17 Haziran 2012 Pazar

TRT ANILARI...(13)


                                                  

Gürcan ARITÜRK

   
  "İnsan bazen, yaşadı mı, duydu mu, filmde mi seyretti, okudu mu, hayalini mi gördü, karıştırıyor. Yaşam biraz da bu karmadan ibaret…  O yüzden anılara güven olmaz ama anılarsız da olmaz. Anılar olmadan insanlar ot gibi olur.

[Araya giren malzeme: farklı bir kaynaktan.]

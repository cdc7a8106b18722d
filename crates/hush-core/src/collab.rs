//! Seams to the host device: app inventory and notification sink.

use crate::error::{HushError, Result};
use crate::notification::{DeliveryHandle, NotificationKey, Outgoing};
use serde::{Deserialize, Serialize};
use std::collections::BTreeMap;
use std::path::Path;

#[derive(Debug, Clone, PartialEq, Eq, Serialize, Deserialize)]
pub struct AppInfo {
    pub app_id: String,
    pub name: String,
    /// Reference to the app's icon (resource id, path, ...). Never the image.
    #[serde(default, skip_serializing_if = "Option::is_none")]
    pub icon: Option<String>,
}

/// Installed-application lookup.
pub trait AppInventory: Send + Sync {
    fn resolve(&self, app_id: &str) -> Option<AppInfo>;

    /// Every user-visible installed app, sorted by display name.
    fn installed(&self) -> Vec<AppInfo> {
        Vec::new()
    }
}

/// The OS notification API.
pub trait NotificationSink: Send + Sync {
    /// Surface `notification` as a live notification.
    fn deliver(&self, notification: &Outgoing) -> Result<DeliveryHandle>;

    /// Cancel the live notification identified by `key`.
    fn cancel(&self, key: &NotificationKey) -> Result<()>;
}

// ---------------------------------------------------------------------------
// YamlInventory
// ---------------------------------------------------------------------------

#[derive(Debug, Clone, Default, Serialize, Deserialize)]
struct InventoryEntry {
    name: String,
    #[serde(default)]
    icon: Option<String>,
}

/// Inventory read from a YAML map of `app_id -> {name, icon}`.
///
/// ```yaml
/// com.example.chat:
///   name: Chat
///   icon: res://chat
/// ```
#[derive(Debug, Clone, Default)]
pub struct YamlInventory {
    apps: BTreeMap<String, InventoryEntry>,
    hidden: Option<String>,
}

impl YamlInventory {
    /// Load from `path`; a missing file yields an empty inventory.
    pub fn load(path: &Path) -> Result<Self> {
        if !path.exists() {
            return Ok(Self::default());
        }
        let content = std::fs::read_to_string(path)?;
        Self::from_yaml(&content)
    }

    pub fn from_yaml(content: &str) -> Result<Self> {
        let blank = content.lines().all(|l| {
            let l = l.trim();
            l.is_empty() || l.starts_with('#')
        });
        if blank {
            return Ok(Self::default());
        }
        let apps: BTreeMap<String, InventoryEntry> = serde_yaml::from_str(content)?;
        if let Some(bad) = apps.keys().find(|k| k.trim().is_empty()) {
            return Err(HushError::InvalidAppId(bad.clone()));
        }
        Ok(Self { apps, hidden: None })
    }

    /// Exclude `app_id` (the engine's own app) from `installed()`.
    pub fn hiding(mut self, app_id: Option<String>) -> Self {
        self.hidden = app_id;
        self
    }
}

impl AppInventory for YamlInventory {
    fn resolve(&self, app_id: &str) -> Option<AppInfo> {
        self.apps.get(app_id).map(|e| AppInfo {
            app_id: app_id.to_string(),
            name: e.name.clone(),
            icon: e.icon.clone(),
        })
    }

    fn installed(&self) -> Vec<AppInfo> {
        let mut apps: Vec<AppInfo> = self
            .apps
            .iter()
            .filter(|(id, _)| self.hidden.as_deref() != Some(id.as_str()))
            .map(|(id, e)| AppInfo {
                app_id: id.clone(),
                name: e.name.clone(),
                icon: e.icon.clone(),
            })
            .collect();
        apps.sort_by(|a, b| a.name.to_lowercase().cmp(&b.name.to_lowercase()));
        apps
    }
}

Umarım bu anılar hoşunuza gider, kimi zaman anlatacak kimse olmasa bile hatırlamak yeterince güzel!
     Aşağıdaki kimilerini benim yaşadığım kimilerini gördüğüm ya da duyduğum TRT anılarını eski bir toplu fotoğrafa bakarak anında-bir çırpıda yazdım, aklıma gelenleri kalın delikli bir süzgeçten geçirdim, eminim siz okurken daha ince eleyip sık dokuyacaksınızdır!"

TRT'nin yenilenen tuvaleti

31 Ekim 1986'da stajyer muhabirliği kazanan iki kişiydik. İki arkadaş TRT İstanbul Bölge -Haber- Müdürlüğü'ne gittik. Müdürlüğün bulunduğu İstanbul Radyoevi binası o zamanlar yenilenmeye başlamış, bu işe de tuvaletlerden başlanmış. Ne bilelim. İşe yeni başlayacağız, heyecanlıyız ya, mesai başlamadan gittiğimiz binada tuvalete gitme gereği duyduk, tarif ettikleri kapı çok güzeldi, belki müdür odasıdır, yanlış tarif edilmiştir diye tuvalete kapısını vurarak girdik.

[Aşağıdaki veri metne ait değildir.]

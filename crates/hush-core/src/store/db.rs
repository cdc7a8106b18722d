//! redb-backed implementations of the rule and deferred stores.
//!
//! # Table design
//!
//! `RULES` maps the app id straight to its encoded policy.
//!
//! `DEFERRED` uses a composite byte key:
//! ```text
//! [ app_id bytes | 0x00 | seq: u64 big-endian (8 bytes) ]
//! ```
//! App ids never contain NUL, so the separator keeps each app's entries in
//! one contiguous key range, and the big-endian sequence number makes byte
//! order equal insertion order inside that range. `seq` is allocated from
//! `META` in the same write transaction as the insert.
//!
//! # Locking
//!
//! redb takes an exclusive lock on the file for as long as a `Database` is
//! open. The stores therefore hold only the path and open the file for each
//! call, so a long-running daemon and one-shot commands can share it. An
//! open that finds the file locked is retried with backoff until
//! `OPEN_WAIT` has passed.

use std::path::{Path, PathBuf};
use std::sync::Arc;
use std::time::{Duration, Instant};

use redb::{Database, DatabaseError, ReadableTable, Table, TableDefinition};
use uuid::Uuid;

use crate::error::{HushError, Result};
use crate::notification::DeferredNotification;
use crate::policy::{validate_app_id, Policy};

use super::record::{decode_deferred, decode_policy, encode_deferred, encode_policy};
use super::{DeferredStore, RuleStore};

// ---------------------------------------------------------------------------
// Table definitions
// ---------------------------------------------------------------------------

const RULES: TableDefinition<&str, &[u8]> = TableDefinition::new("rules");
const DEFERRED: TableDefinition<&[u8], &[u8]> = TableDefinition::new("deferred");
const META: TableDefinition<&str, u64> = TableDefinition::new("meta");

const DEFERRED_SEQ: &str = "deferred_seq";

fn db_err(e: impl std::fmt::Display) -> HushError {
    HushError::Store(e.to_string())
}

const OPEN_WAIT: Duration = Duration::from_secs(10);
const OPEN_BACKOFF_MAX: Duration = Duration::from_millis(100);

/// Location of the database file. Each `open` returns a fresh handle that
/// holds the file lock until dropped.
#[derive(Debug)]
pub(super) struct DbFile {
    path: PathBuf,
    wait: Duration,
}

impl DbFile {
    /// Create the file if needed along with every table, so read
    /// transactions never hit a missing table.
    pub(super) fn create(path: &Path) -> Result<Self> {
        if let Some(parent) = path.parent() {
            std::fs::create_dir_all(parent)?;
        }
        let file = Self {
            path: path.to_path_buf(),
            wait: OPEN_WAIT,
        };
        let db = file.open()?;
        let wt = db.begin_write().map_err(db_err)?;
        wt.open_table(RULES).map_err(db_err)?;
        wt.open_table(DEFERRED).map_err(db_err)?;
        wt.open_table(META).map_err(db_err)?;
        wt.commit().map_err(db_err)?;
        Ok(file)
    }

    fn open(&self) -> Result<Database> {
        let deadline = Instant::now() + self.wait;
        let mut backoff = Duration::from_millis(5);
        loop {
            match Database::create(&self.path) {
                Ok(db) => return Ok(db),
                Err(DatabaseError::DatabaseAlreadyOpen) if Instant::now() < deadline => {
                    tracing::trace!(path = %self.path.display(), "database locked; retrying");
                    std::thread::sleep(backoff);
                    backoff = (backoff * 2).min(OPEN_BACKOFF_MAX);
                }
                Err(e) => return Err(db_err(e)),
            }
        }
    }
}

fn skip_corrupt(table: &str, key: &str, err: &HushError) {
    tracing::warn!(kind = "record_corrupt", table, key, error = %err, "skipping unreadable record");
}

// ---------------------------------------------------------------------------
// Key helpers
// ---------------------------------------------------------------------------

fn deferred_key(app_id: &str, seq: u64) -> Vec<u8> {
    let mut key = Vec::with_capacity(app_id.len() + 9);
    key.extend_from_slice(app_id.as_bytes());
    key.push(0);
    key.extend_from_slice(&seq.to_be_bytes());
    key
}

/// Inclusive key bounds covering every entry queued for `app_id`.
fn app_bounds(app_id: &str) -> (Vec<u8>, Vec<u8>) {
    (deferred_key(app_id, 0), deferred_key(app_id, u64::MAX))
}

/// `app_id#seq`, for log lines.
fn describe_key(key: &[u8]) -> String {
    match key.iter().position(|b| *b == 0) {
        Some(split) if key.len() == split + 9 => {
            let mut seq = [0u8; 8];
            seq.copy_from_slice(&key[split + 1..]);
            format!(
                "{}#{}",
                String::from_utf8_lossy(&key[..split]),
                u64::from_be_bytes(seq)
            )
        }
        _ => String::from_utf8_lossy(key).into_owned(),
    }
}

fn next_seq(meta: &mut Table<'_, &'static str, u64>) -> Result<u64> {
    let current = meta
        .get(DEFERRED_SEQ)
        .map_err(db_err)?
        .map(|g| g.value())
        .unwrap_or(0);
    let next = current + 1;
    meta.insert(DEFERRED_SEQ, next).map_err(db_err)?;
    Ok(next)
}

/// Find the key under which entry `id` of `app_id` is stored.
fn find_key<T>(table: &T, app_id: &str, id: Uuid) -> Result<Option<Vec<u8>>>
where
    T: ReadableTable<&'static [u8], &'static [u8]>,
{
    let (lo, hi) = app_bounds(app_id);
    for entry in table.range(lo.as_slice()..=hi.as_slice()).map_err(db_err)? {
        let (k, v) = entry.map_err(db_err)?;
        if let Ok(found) = decode_deferred(v.value()) {
            if found.id == id {
                return Ok(Some(k.value().to_vec()));
            }
        }
    }
    Ok(None)
}

// ---------------------------------------------------------------------------
// RedbRuleStore
// ---------------------------------------------------------------------------

pub struct RedbRuleStore {
    db: Arc<DbFile>,
}

impl RedbRuleStore {
    pub(super) fn new(db: Arc<DbFile>) -> Self {
        Self { db }
    }
}

impl RuleStore for RedbRuleStore {
    fn put(&self, policy: &Policy) -> Result<()> {
        validate_app_id(&policy.app_id)?;
        let value = encode_policy(policy)?;
        let db = self.db.open()?;
        let wt = db.begin_write().map_err(db_err)?;
        {
            let mut table = wt.open_table(RULES).map_err(db_err)?;
            table
                .insert(policy.app_id.as_str(), value.as_slice())
                .map_err(db_err)?;
        }
        wt.commit().map_err(db_err)?;
        Ok(())
    }

    fn get(&self, app_id: &str) -> Result<Option<Policy>> {
        let db = self.db.open()?;
        let rt = db.begin_read().map_err(db_err)?;
        let table = rt.open_table(RULES).map_err(db_err)?;
        let Some(guard) = table.get(app_id).map_err(db_err)? else {
            return Ok(None);
        };
        match decode_policy(app_id, guard.value()) {
            Ok(policy) => Ok(Some(policy)),
            Err(e) => {
                skip_corrupt("rules", app_id, &e);
                Ok(None)
            }
        }
    }

    fn get_all(&self) -> Result<Vec<Policy>> {
        let db = self.db.open()?;
        let rt = db.begin_read().map_err(db_err)?;
        let table = rt.open_table(RULES).map_err(db_err)?;

        let mut result = Vec::new();
        for entry in table.iter().map_err(db_err)? {
            let (k, v) = entry.map_err(db_err)?;
            match decode_policy(k.value(), v.value()) {
                Ok(policy) => result.push(policy),
                Err(e) => skip_corrupt("rules", k.value(), &e),
            }
        }
        Ok(result)
    }

    fn remove(&self, app_id: &str) -> Result<bool> {
        let db = self.db.open()?;
        let wt = db.begin_write().map_err(db_err)?;
        let existed = {
            let mut table = wt.open_table(RULES).map_err(db_err)?;
            let removed = table.remove(app_id).map_err(db_err)?;
            removed.is_some()
        };
        wt.commit().map_err(db_err)?;
        Ok(existed)
    }
}

// ---------------------------------------------------------------------------
// RedbDeferredStore
// ---------------------------------------------------------------------------

pub struct RedbDeferredStore {
    db: Arc<DbFile>,
}

impl RedbDeferredStore {
    pub(super) fn new(db: Arc<DbFile>) -> Self {
        Self { db }
    }
}

impl DeferredStore for RedbDeferredStore {
    fn put(&self, entry: &DeferredNotification) -> Result<()> {
        validate_app_id(&entry.app_id)?;
        let value = encode_deferred(entry)?;
        let db = self.db.open()?;
        let wt = db.begin_write().map_err(db_err)?;
        {
            let mut table = wt.open_table(DEFERRED).map_err(db_err)?;
            let key = match find_key(&table, &entry.app_id, entry.id)? {
                Some(existing) => existing,
                None => {
                    let mut meta = wt.open_table(META).map_err(db_err)?;
                    deferred_key(&entry.app_id, next_seq(&mut meta)?)
                }
            };
            table
                .insert(key.as_slice(), value.as_slice())
                .map_err(db_err)?;
        }
        wt.commit().map_err(db_err)?;
        Ok(())
    }

    fn get(&self, app_id: &str, id: Uuid) -> Result<Option<DeferredNotification>> {
        Ok(self.list_for(app_id)?.into_iter().find(|n| n.id == id))
    }

    fn list_for(&self, app_id: &str) -> Result<Vec<DeferredNotification>> {
        let db = self.db.open()?;
        let rt = db.begin_read().map_err(db_err)?;
        let table = rt.open_table(DEFERRED).map_err(db_err)?;
        let (lo, hi) = app_bounds(app_id);

        let mut result = Vec::new();
        for entry in table.range(lo.as_slice()..=hi.as_slice()).map_err(db_err)? {
            let (k, v) = entry.map_err(db_err)?;
            match decode_deferred(v.value()) {
                Ok(n) => result.push(n),
                Err(e) => skip_corrupt("deferred", &describe_key(k.value()), &e),
            }
        }
        Ok(result)
    }

    fn get_all(&self) -> Result<Vec<DeferredNotification>> {
        let db = self.db.open()?;
        let rt = db.begin_read().map_err(db_err)?;
        let table = rt.open_table(DEFERRED).map_err(db_err)?;

        let mut result = Vec::new();
        for entry in table.iter().map_err(db_err)? {
            let (k, v) = entry.map_err(db_err)?;
            match decode_deferred(v.value()) {
                Ok(n) => result.push(n),
                Err(e) => skip_corrupt("deferred", &describe_key(k.value()), &e),
            }
        }
        Ok(result)
    }

    fn remove(&self, app_id: &str, id: Uuid) -> Result<bool> {
        let db = self.db.open()?;
        let wt = db.begin_write().map_err(db_err)?;
        let existed = {
            let mut table = wt.open_table(DEFERRED).map_err(db_err)?;
            match find_key(&table, app_id, id)? {
                Some(key) => {
                    table.remove(key.as_slice()).map_err(db_err)?;
                    true
                }
                None => false,
            }
        };
        wt.commit().map_err(db_err)?;
        Ok(existed)
    }

    fn remove_all(&self, app_id: &str) -> Result<usize> {
        let (lo, hi) = app_bounds(app_id);
        let db = self.db.open()?;
        let wt = db.begin_write().map_err(db_err)?;
        let count = {
            let mut table = wt.open_table(DEFERRED).map_err(db_err)?;
            let mut keys = Vec::new();
            for entry in table.range(lo.as_slice()..=hi.as_slice()).map_err(db_err)? {
                let (k, _) = entry.map_err(db_err)?;
                keys.push(k.value().to_vec());
            }
            for key in &keys {
                table.remove(key.as_slice()).map_err(db_err)?;
            }
            keys.len()
        };
        wt.commit().map_err(db_err)?;
        Ok(count)
    }
}

// ---------------------------------------------------------------------------
// Tests
// ---------------------------------------------------------------------------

Boğaziçi Köprüsünün tepesinden bakınca

TRT İstanbul Haber Müdürlüğü kameramanlarından Özkan Ergin, kendisinden daha kıdemli kameraman Recai Uğurkan'a Boğaziçi Köprüsü'nün tepesindeyken sormuş, "buradan düşersek ne olur" diye. Sessizlikten sonra yanıtı da kendisi vermiş:  "Gözümüz götümüzden çıkar"

Dalan'ın aldığı makas ve soğukkanlılık

Oğuz Haksever, bir gün yaptığı TV haberi nedeniyle dönemin İstanbul Büyükşehir Belediye Başkanı Bedrettin Dalan'ın kendisinden makas aldığını -işaret ve orta parmak ile yanağı okşamak-anlatmıştı, herkesin ortasında. Tek bana söylese özel bir paylaşım diyeceğim ama… Şaşırmıştım. Bir gazetecinin haber kaynağının hoşnutluğundan mutlu olması insani bir şeydi de, onu herkesle paylaşacak kadar önemsemesi mesleki bir zaafa girer, diye düşündüm. Haber anlatıcısının soğukkanlı olmasını, seslendirdiği sevinçli ve üzüntülü 2 haber arasındaki ses tonu ve üslup farkının mümkün olduğunca az olmasını düşündüğüm gibi.

Sessizlik efekti

TRT Diyarbakır Muhabiri Kemal Aslan, bir mağarada yaptığı anons ve röplerden sonra, kameraman İbrahim Saraçoğlu'nun ilginç bir isteğiyle karşılaşır: "Kemal, mikrofonu tut da bir de haber için sessizlik efekti alalım".  "Git işine montajda sesi kısarız, eğer varsa sessizliğe karışan bir şey, sessizlik efekti de neymiş" demez ve Saraçoğlu'nun kendisini de çektiği gibi mikrofonu boşluğa tutarak "sessizlik efekti" alır. Yıllar sonra bu olayı hatırlatan bana yine "Sen anlamazsın oğlum, sessizliğin de bir sesi vardır" der. Sessizliğin sesi gibi şiir vb yazıları da yıllar önceki bu olayda haklılığına kanıt olarak gösterir.